#### EXERCISE DIRECTIONS:
Records follow. Pull out every line that contains "false".

====== DATA EXTRACTS ======

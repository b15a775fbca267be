use std::env;

use tracing_subscriber::{fmt, prelude::*, EnvFilter};

/// 日志配置
pub struct LoggingConfig;

impl LoggingConfig {
    /// 初始化日志系统
    ///
    /// 支持通过环境变量配置：
    /// - RUST_LOG: 设置日志级别（error, warn, info, debug, trace）
    /// - FINFLOW_DEBUG: 启用详细调试输出
    pub fn init() {
        let is_debug = env::var("FINFLOW_DEBUG").is_ok();

        let env_filter = match EnvFilter::try_from_default_env() {
            Ok(filter) => filter,
            Err(_) => {
                if is_debug {
                    EnvFilter::new("finflow=debug,info")
                } else {
                    EnvFilter::new("finflow=info,warn")
                }
            }
        };

        let fmt_layer = if is_debug {
            fmt::layer()
                .with_target(true)
                .with_file(true)
                .with_line_number(true)
        } else {
            fmt::layer()
                .with_target(false)
                .with_file(false)
                .with_line_number(false)
        };

        tracing_subscriber::registry()
            .with(env_filter)
            .with(fmt_layer)
            .try_init()
            .ok();
    }

    /// 初始化日志系统（带自定义过滤器）
    pub fn init_with_filter(filter: &str) {
        tracing_subscriber::registry()
            .with(EnvFilter::new(filter))
            .with(fmt::layer())
            .try_init()
            .ok();
    }

    /// 检查是否启用调试模式
    pub fn is_debug() -> bool {
        env::var("FINFLOW_DEBUG").is_ok()
    }
}

#[cfg(test)]
mod tests {
    use super::*;

    #[test]
    fn test_is_debug() {
        env::remove_var("FINFLOW_DEBUG");
        assert!(!LoggingConfig::is_debug());

        env::set_var("FINFLOW_DEBUG", "1");
        assert!(LoggingConfig::is_debug());

        env::remove_var("FINFLOW_DEBUG");
    }
}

======

#### WORKED SOLUTION:
                .with_target(false)
                .with_file(false)
                .with_line_number(false)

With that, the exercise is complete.